Новую страницу в истории венецианской живописи кватроченто открывают примерно в сороковых годах два мастера, основавшие общую мастерскую в пригороде Венеции, Мурано, и положившие начало так называемой муранской школе. Один из них, Джованни д’Алеманья, по-видимому, немец по происхождению, другой — Антонио Виварини, глава многочисленной семьи венецианских живописцев XV века. То обстоятельство, что немецкий художник был одним из основателей муранской школы, сыграло в ее судьбе немаловажную роль. Византийские традиции теперь, несомненно, ослабевают; но их место занимают влияния североевропейского искусства, притом не столько северной живописи, сколько декоративной, раскрашенной пластики.
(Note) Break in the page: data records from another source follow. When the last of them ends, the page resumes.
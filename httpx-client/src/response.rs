//! HTTP response.

use bytes::Bytes;
use http::{HeaderMap, StatusCode};
use serde::de::DeserializeOwned;
use url::Url;

/// A fully buffered response returned by a [`Transport`](crate::Transport).
#[derive(Debug, Clone)]
pub struct Response {
    status: StatusCode,
    headers: HeaderMap,
    body: Bytes,
    url: Url,
}

impl Response {
    /// Create a response.
    pub fn new(status: StatusCode, headers: HeaderMap, body: impl Into<Bytes>, url: Url) -> Self {
        Self {
            status,
            headers,
            body: body.into(),
            url,
        }
    }

    /// Create a response from a blocking reqwest response, reading its body.
    pub(crate) fn from_reqwest(response: reqwest::blocking::Response) -> reqwest::Result<Self> {
        let status = response.status();
        let headers = response.headers().clone();
        let url = response.url().clone();
        let body = response.bytes()?;

        Ok(Self {
            status,
            headers,
            body,
            url,
        })
    }

    /// Get the status code.
    pub fn status(&self) -> StatusCode {
        self.status
    }

    /// Check if the response was successful (2xx).
    pub fn is_success(&self) -> bool {
        self.status.is_success()
    }

    /// Check if the response was a client error (4xx).
    pub fn is_client_error(&self) -> bool {
        self.status.is_client_error()
    }

    /// Check if the response was a server error (5xx).
    pub fn is_server_error(&self) -> bool {
        self.status.is_server_error()
    }

    /// Get the response headers.
    pub fn headers(&self) -> &HeaderMap {
        &self.headers
    }

    /// Get a specific header value.
    pub fn header(&self, name: impl AsRef<str>) -> Option<&str> {
        self.headers
            .get(name.as_ref())
            .and_then(|v| v.to_str().ok())
    }

    /// Get the final URL of the response.
    pub fn url(&self) -> &Url {
        &self.url
    }

    /// Get the response body as bytes.
    pub fn bytes(&self) -> &Bytes {
        &self.body
    }

    /// Consume the response and return the body as bytes.
    pub fn into_bytes(self) -> Bytes {
        self.body
    }

    /// Get the response body as text, replacing invalid UTF-8.
    pub fn text(&self) -> String {
        String::from_utf8_lossy(&self.body).into_owned()
    }

    /// Parse the response body as JSON.
    pub fn json<T: DeserializeOwned>(&self) -> serde_json::Result<T> {
        serde_json::from_slice(&self.body)
    }

    /// Get the content length if available.
    pub fn content_length(&self) -> Option<u64> {
        self.headers
            .get(http::header::CONTENT_LENGTH)
            .and_then(|v| v.to_str().ok())
            .and_then(|v| v.parse().ok())
    }

    /// Get the content type if available.
    pub fn content_type(&self) -> Option<&str> {
        self.header("content-type")
    }
}

#[cfg(test)]
mod tests {
    use super::*;
    use http::HeaderValue;

    #[test]
    fn test_response_accessors() {
        let mut headers = HeaderMap::new();
        headers.insert("Content-Type", HeaderValue::from_static("application/json"));
        headers.insert("Content-Length", HeaderValue::from_static("13"));
        let url = Url::parse("http://localhost/items").unwrap();

        let response = Response::new(StatusCode::CREATED, headers, r#"{"id":"abc"}"#, url);

        assert!(response.is_success());
        assert_eq!(response.content_type(), Some("application/json"));
        assert_eq!(response.content_length(), Some(13));
        assert_eq!(response.url().path(), "/items");

        let value: serde_json::Value = response.json().unwrap();
        assert_eq!(value["id"], "abc");
    }

    #[test]
    fn test_error_status_is_still_a_response() {
        let url = Url::parse("http://localhost/").unwrap();
        let response = Response::new(StatusCode::INTERNAL_SERVER_ERROR, HeaderMap::new(), "oops", url);

        assert!(response.is_server_error());
        assert!(!response.is_client_error());
        assert_eq!(response.text(), "oops");
    }
}
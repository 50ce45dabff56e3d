//! # httpx client
//!
//! A fluent builder for outbound HTTP requests, with replayable bodies,
//! multipart encoding and bounded retry.
//!
//! ## Features
//!
//! - **Sticky errors**: configuration calls chain without intermediate
//!   checks; the first failure is reported by the terminal call
//! - **Replayable bodies**: in-memory bodies are snapshotted so every retry
//!   sends the same bytes
//! - **Multipart**: mixed text and file fields encoded into one body
//! - **Retry**: a fixed number of immediate attempts, no backoff
//! - **Pluggable transport**: reqwest by default, any [`Transport`] on demand
//!
//! ## Quick Start
//!
//! ```rust,no_run
//! use httpx_client::RequestBuilder;
//!
//! fn main() -> Result<(), Box<dyn std::error::Error>> {
//!     let response = RequestBuilder::new("https://api.example.com/users")
//!         .add_query("page", "2")
//!         .retry(3)
//!         .send()?;
//!
//!     println!("Status: {}", response.status());
//!     Ok(())
//! }
//! ```
//!
//! ## Building without sending
//!
//! ```rust
//! use httpx_client::{Context, MultipartForm, RequestBuilder};
//!
//! let form = MultipartForm::new().text("title", "report");
//! let ctx = Context::background().with_value("request-id", "abc123");
//!
//! let request = RequestBuilder::new("http://localhost/upload")
//!     .post()
//!     .multipart_form(&form)
//!     .build_with_context(ctx)
//!     .unwrap();
//!
//! assert!(request.header("content-type").unwrap().starts_with("multipart/form-data"));
//! assert_eq!(request.context().value::<&str>("request-id"), Some(&"abc123"));
//! ```

mod body;
mod builder;
mod client;
mod config;
mod context;
mod error;
mod form;
pub mod multipart;
mod request;
mod response;
mod retry;
mod transport;

pub use body::{Body, BodySource, Replay, materialize};
pub use builder::RequestBuilder;
pub use client::ReqwestTransport;
pub use config::{DEFAULT_TIMEOUT, TransportConfig, TransportConfigBuilder};
pub use context::{CancelHandle, Context};
pub use error::{ConfigError, HttpxError, Result, TransportError};
pub use form::FormValues;
pub use multipart::{FilePart, FileSource, MultipartForm};
pub use request::Request;
pub use response::Response;
pub use retry::RetryPolicy;
pub use transport::Transport;

// Re-export common types
pub use bytes::{Bytes, BytesMut};
pub use http::{HeaderMap, HeaderValue, Method, StatusCode, header};
pub use url::Url;

/// Prelude for common imports.
///
/// ```
/// use httpx_client::prelude::*;
/// ```
pub mod prelude {
    pub use crate::body::{Body, BodySource};
    pub use crate::builder::RequestBuilder;
    pub use crate::context::Context;
    pub use crate::error::{ConfigError, HttpxError, Result, TransportError};
    pub use crate::form::FormValues;
    pub use crate::multipart::{FilePart, MultipartForm};
    pub use crate::request::Request;
    pub use crate::response::Response;
    pub use crate::transport::Transport;
    pub use http::{HeaderMap, Method, StatusCode, header};
}
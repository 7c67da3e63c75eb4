mod common;

use std::fs;

use assert_matches::assert_matches;
use camino::Utf8PathBuf;
use serde_json::Value;

use catalogue_harvester::config::{EndpointTemplate, HarvestConfig};
use catalogue_harvester::error::HarvestError;

use catalogue_harvester::export::{
    DATA_CLASSES_CSV, DATA_ELEMENTS_CSV, DATASETS_CSV, DATASETS_JSON, DATASETS_V2_JSON,
    ExportOptions, SITEMAP_TXT, export_all,
};
use catalogue_harvester::harvest::Harvester;

fn read_value(path: &Utf8PathBuf) -> Value {
    let raw = fs::read_to_string(path.as_std_path()).unwrap();
    serde_json::from_str(&raw).unwrap()
}

#[test]
fn exports_counted_collections() {
    let temp = tempfile::tempdir().unwrap();
    let output_dir = Utf8PathBuf::from_path_buf(temp.path().join("out")).unwrap();
    let harvester = Harvester::new(common::catalogue(), common::config());
    let result = harvester.harvest().unwrap();

    let options = ExportOptions {
        output_dir: output_dir.clone(),
        ..ExportOptions::default()
    };
    let written = export_all(&result, harvester.config(), &options).unwrap();
    assert_eq!(
        written,
        vec![output_dir.join(DATASETS_JSON), output_dir.join(DATASETS_V2_JSON)]
    );

    let v1 = read_value(&output_dir.join(DATASETS_JSON));
    assert_eq!(v1["count"], 2);
    assert_eq!(v1["dataModels"].as_array().unwrap().len(), 2);

    let v2 = read_value(&output_dir.join(DATASETS_V2_JSON));
    assert!(v2["count"].as_u64().unwrap() <= 2);
    assert_eq!(v2["count"], 1);

    assert!(!output_dir.join(DATASETS_CSV).as_std_path().exists());
    assert!(!output_dir.join(SITEMAP_TXT).as_std_path().exists());
}

#[test]
fn exported_json_round_trips() {
    let temp = tempfile::tempdir().unwrap();
    let output_dir = Utf8PathBuf::from_path_buf(temp.path().to_path_buf()).unwrap();
    let harvester = Harvester::new(common::catalogue(), common::config());
    let result = harvester.harvest().unwrap();

    let options = ExportOptions {
        output_dir: output_dir.clone(),
        ..ExportOptions::default()
    };
    export_all(&result, harvester.config(), &options).unwrap();

    assert_eq!(
        read_value(&output_dir.join(DATASETS_JSON)),
        serde_json::to_value(&result.v1).unwrap()
    );
    assert_eq!(
        read_value(&output_dir.join(DATASETS_V2_JSON)),
        serde_json::to_value(&result.v2).unwrap()
    );

    let raw = fs::read_to_string(output_dir.join(DATASETS_JSON).as_std_path()).unwrap();
    assert!(raw.starts_with("{\n  \"count\": 2,\n  \"dataModels\": ["));
}

#[test]
fn optional_tables_and_sitemap() {
    let temp = tempfile::tempdir().unwrap();
    let output_dir = Utf8PathBuf::from_path_buf(temp.path().to_path_buf()).unwrap();
    let harvester = Harvester::new(common::catalogue(), common::config());
    let result = harvester.harvest().unwrap();

    let options = ExportOptions {
        output_dir: output_dir.clone(),
        csv: true,
        sitemap: true,
    };
    let written = export_all(&result, harvester.config(), &options).unwrap();
    assert_eq!(written.len(), 6);

    let datasets = fs::read_to_string(output_dir.join(DATASETS_CSV).as_std_path()).unwrap();
    assert_eq!(datasets.lines().count(), 3);
    assert!(datasets.lines().nth(1).unwrap().starts_with("m-1,pid-1,Cohort A,2.0.0,"));
    assert!(datasets.lines().nth(1).unwrap().ends_with(",1,c-1"));

    let classes = fs::read_to_string(output_dir.join(DATA_CLASSES_CSV).as_std_path()).unwrap();
    assert_eq!(
        classes.lines().nth(1),
        Some("c-1,m-1,Patients,One row per patient,2,\"e-1, e-2\"")
    );

    let elements = fs::read_to_string(output_dir.join(DATA_ELEMENTS_CSV).as_std_path()).unwrap();
    assert_eq!(elements.lines().count(), 3);
    assert_eq!(elements.lines().nth(2), Some("e-2,m-1,c-1,SEX,,VARCHAR"));

    let sitemap = fs::read_to_string(output_dir.join(SITEMAP_TXT).as_std_path()).unwrap();
    let lines: Vec<_> = sitemap.lines().collect();
    assert_eq!(lines[0], "https://www.healthdatagateway.org/");
    assert_eq!(lines.len(), 1 + 9 + 2);
    assert_eq!(
        lines[lines.len() - 1],
        "https://web.www.healthdatagateway.org/dataset/m-2"
    );
}

#[test]
fn failed_render_writes_nothing() {
    let temp = tempfile::tempdir().unwrap();
    let output_dir = Utf8PathBuf::from_path_buf(temp.path().join("out")).unwrap();
    let harvester = Harvester::new(common::catalogue(), common::config());
    let result = harvester.harvest().unwrap();

    let config = HarvestConfig {
        dataset_page: EndpointTemplate::new("https://example.org/{model_id}/{section}"),
        ..HarvestConfig::default()
    };
    let options = ExportOptions {
        output_dir: output_dir.clone(),
        csv: true,
        sitemap: true,
    };
    let err = export_all(&result, &config, &options).unwrap_err();
    assert_matches!(err, HarvestError::UnboundPlaceholder { ref placeholder, .. } if placeholder == "section");

    assert!(!output_dir.join(DATASETS_JSON).as_std_path().exists());
    assert!(!output_dir.join(DATASETS_V2_JSON).as_std_path().exists());
    assert!(!output_dir.join(DATASETS_CSV).as_std_path().exists());
}
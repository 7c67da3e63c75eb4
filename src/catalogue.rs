use std::fs;
use std::path::Path;

use reqwest::StatusCode;
use reqwest::blocking::Client;
use reqwest::header::{HeaderMap, HeaderValue, USER_AGENT};
use serde_json::{Map, Value};
use tracing::debug;

use crate::error::HarvestError;

/// Source of JSON documents addressed by URL.
///
/// Unauthorized and not-found responses come back as an empty object; every
/// other non-success status is an error.
pub trait CatalogueClient {
    fn get_json(&self, url: &str) -> Result<Value, HarvestError>;
}

#[derive(Clone)]
pub struct CatalogueHttpClient {
    client: Client,
}

impl CatalogueHttpClient {
    pub fn new() -> Result<Self, HarvestError> {
        let mut headers = HeaderMap::new();
        headers.insert(
            USER_AGENT,
            HeaderValue::from_str(&format!("catalogue-harvester/{}", env!("CARGO_PKG_VERSION")))
                .map_err(|err| HarvestError::Http(err.to_string()))?,
        );
        let client = Client::builder()
            .default_headers(headers)
            .build()
            .map_err(|err| HarvestError::Http(err.to_string()))?;
        Ok(Self { client })
    }

    fn handle_status(
        url: &str,
        response: reqwest::blocking::Response,
    ) -> Result<Option<reqwest::blocking::Response>, HarvestError> {
        let status = response.status();
        match status_outcome(status) {
            StatusOutcome::Data => Ok(Some(response)),
            StatusOutcome::NoData => {
                debug!(%url, status = status.as_u16(), "no data");
                Ok(None)
            }
            StatusOutcome::Fatal => {
                let message = response
                    .text()
                    .unwrap_or_else(|_| "catalogue request failed".to_string());
                Err(HarvestError::Status {
                    status: status.as_u16(),
                    url: url.to_string(),
                    message,
                })
            }
        }
    }
}

/// How a response status is treated by the fetch helper.
#[derive(Debug, Clone, Copy, PartialEq, Eq)]
pub enum StatusOutcome {
    Data,
    /// Unauthorized or not found: read as an empty object.
    NoData,
    Fatal,
}

pub fn status_outcome(status: StatusCode) -> StatusOutcome {
    if status.is_success() {
        StatusOutcome::Data
    } else if matches!(status, StatusCode::UNAUTHORIZED | StatusCode::NOT_FOUND) {
        StatusOutcome::NoData
    } else {
        StatusOutcome::Fatal
    }
}

impl CatalogueClient for CatalogueHttpClient {
    fn get_json(&self, url: &str) -> Result<Value, HarvestError> {
        debug!(%url, "GET");
        let response = self
            .client
            .get(url)
            .send()
            .map_err(|err| HarvestError::Http(err.to_string()))?;
        let Some(response) = Self::handle_status(url, response)? else {
            return Ok(Value::Object(Map::new()));
        };
        let body = response
            .text()
            .map_err(|err| HarvestError::Http(err.to_string()))?;
        parse_body(url, &body)
    }
}

pub fn parse_body(url: &str, body: &str) -> Result<Value, HarvestError> {
    serde_json::from_str(body).map_err(|err| HarvestError::InvalidJson {
        url: url.to_string(),
        message: err.to_string(),
    })
}

pub fn read_json(path: &Path) -> Result<Value, HarvestError> {
    let content = fs::read_to_string(path)
        .map_err(|err| HarvestError::Filesystem(format!("read {}: {err}", path.display())))?;
    parse_body(&path.display().to_string(), &content)
}

/// Items of a `{count, items}` listing. A missing or zero count is an empty
/// listing; a positive count without `items` is an error.
pub fn listing_items<'a>(listing: &'a Value, context: &str) -> Result<&'a [Value], HarvestError> {
    let count = listing.get("count").and_then(Value::as_u64).unwrap_or(0);
    if count == 0 {
        return Ok(&[]);
    }
    listing
        .get("items")
        .and_then(Value::as_array)
        .map(Vec::as_slice)
        .ok_or_else(|| HarvestError::missing("items", context))
}
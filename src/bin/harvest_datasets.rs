use std::process::ExitCode;

use camino::Utf8PathBuf;
use clap::Parser;
use miette::IntoDiagnostic;
use tracing_subscriber::EnvFilter;

use catalogue_harvester::catalogue::CatalogueHttpClient;
use catalogue_harvester::config::ConfigLoader;
use catalogue_harvester::error::HarvestError;
use catalogue_harvester::export::{ExportOptions, export_all};
use catalogue_harvester::harvest::Harvester;
use catalogue_harvester::output::{JsonOutput, RunSummary};

#[derive(Parser)]
#[command(name = "harvest-datasets")]
#[command(about = "Harvest dataset metadata from the catalogue into v1 and v2 dataset JSON")]
#[command(version, author)]
struct Cli {
    /// JSON config overriding endpoints, schema stamps and sitemap pages
    #[arg(long)]
    config: Option<String>,

    #[arg(long, default_value = ".")]
    output_dir: Utf8PathBuf,

    /// Also write datasets.csv, dataclasses.csv and dataelements.csv
    #[arg(long)]
    csv: bool,

    /// Also write sitemap.txt
    #[arg(long)]
    sitemap: bool,
}

fn main() -> ExitCode {
    if let Err(report) = run() {
        eprintln!("{report:?}");
        if let Some(error) = report.downcast_ref::<HarvestError>() {
            return ExitCode::from(map_exit_code(error));
        }
        return ExitCode::from(1);
    }
    ExitCode::SUCCESS
}

fn map_exit_code(error: &HarvestError) -> u8 {
    match error {
        HarvestError::MissingConfig(_)
        | HarvestError::ConfigRead(_)
        | HarvestError::ConfigParse(_)
        | HarvestError::UnboundPlaceholder { .. } => 2,
        HarvestError::Http(_) | HarvestError::Status { .. } | HarvestError::InvalidJson { .. } => 3,
        _ => 1,
    }
}

fn run() -> miette::Result<()> {
    tracing_subscriber::fmt()
        .with_env_filter(EnvFilter::from_default_env())
        .with_target(false)
        .with_writer(std::io::stderr)
        .init();

    let cli = Cli::parse();
    let config = ConfigLoader::resolve(cli.config.as_deref())?;
    let options = ExportOptions {
        output_dir: cli.output_dir,
        csv: cli.csv,
        sitemap: cli.sitemap,
    };

    let client = CatalogueHttpClient::new()?;
    let harvester = Harvester::new(client, config);
    let result = harvester.harvest()?;
    let files = export_all(&result, harvester.config(), &options)?;

    JsonOutput::print_summary(&RunSummary::new(&result, &files)).into_diagnostic()?;
    Ok(())
}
Отсюда стремление муранских мастеров к твердому пластическому рисунку и обилие в их картинах чисто ювелирной пластической декорации. Типичным примером живописи муранской школы может служить «Поклонение волхвов» в Берлине, исполненное ранним представителем школы Мурано Антонио Виварини. Сильнейшее североевропейское влияние сказывается прежде всего в эффекте вечернего освещения, а затем — в пластической лепке обильного золотого орнамента. Не только нимбы и скипетры, но и одежда и знамена, даже шпоры и уздечки выделяются на плоскости картины в виде выпуклого золотого рельефа.
Это своеобразное смешение живописи и пластики, это увлечение ювелирной лепкой предметов достигает крайнего напряжения в творчестве последнего представителя муранской школы — Карло Кривелли. Карло Кривелли — один из самых причудливых художников XV века. Его картины можно узнать с первого же взгляда, настолько силен специфический привкус оригинального стиля мастера. Вместе с тем в живописи Кривелли сочетаются самые противоположные элементы: византийская орнаментальность, страстная экзальтация, экспрессивность поздней готики, холодная каменность падуанской школы и нидерландское чутье интимных деталей. Кривелли умел быть одновременно утонченным и грубым, пышным и интимным. Кажется, что он стремился к максимальной пластической реальности образов; но в результате его картицы поражают своей сказочной невероятностью. Карло Кривелли упоминается в Венеции с 1457 года. Некоторое время был, по-видимому, учеником муранской школы. Позднее Кривелли подпадает под влияние Скварчоне и всецело проникается каменно-пластическим стилем падуанско-феррарской школы. Работает он в Марках. Многочисленные картины Кривелли посвящены исключительно религиозным темам.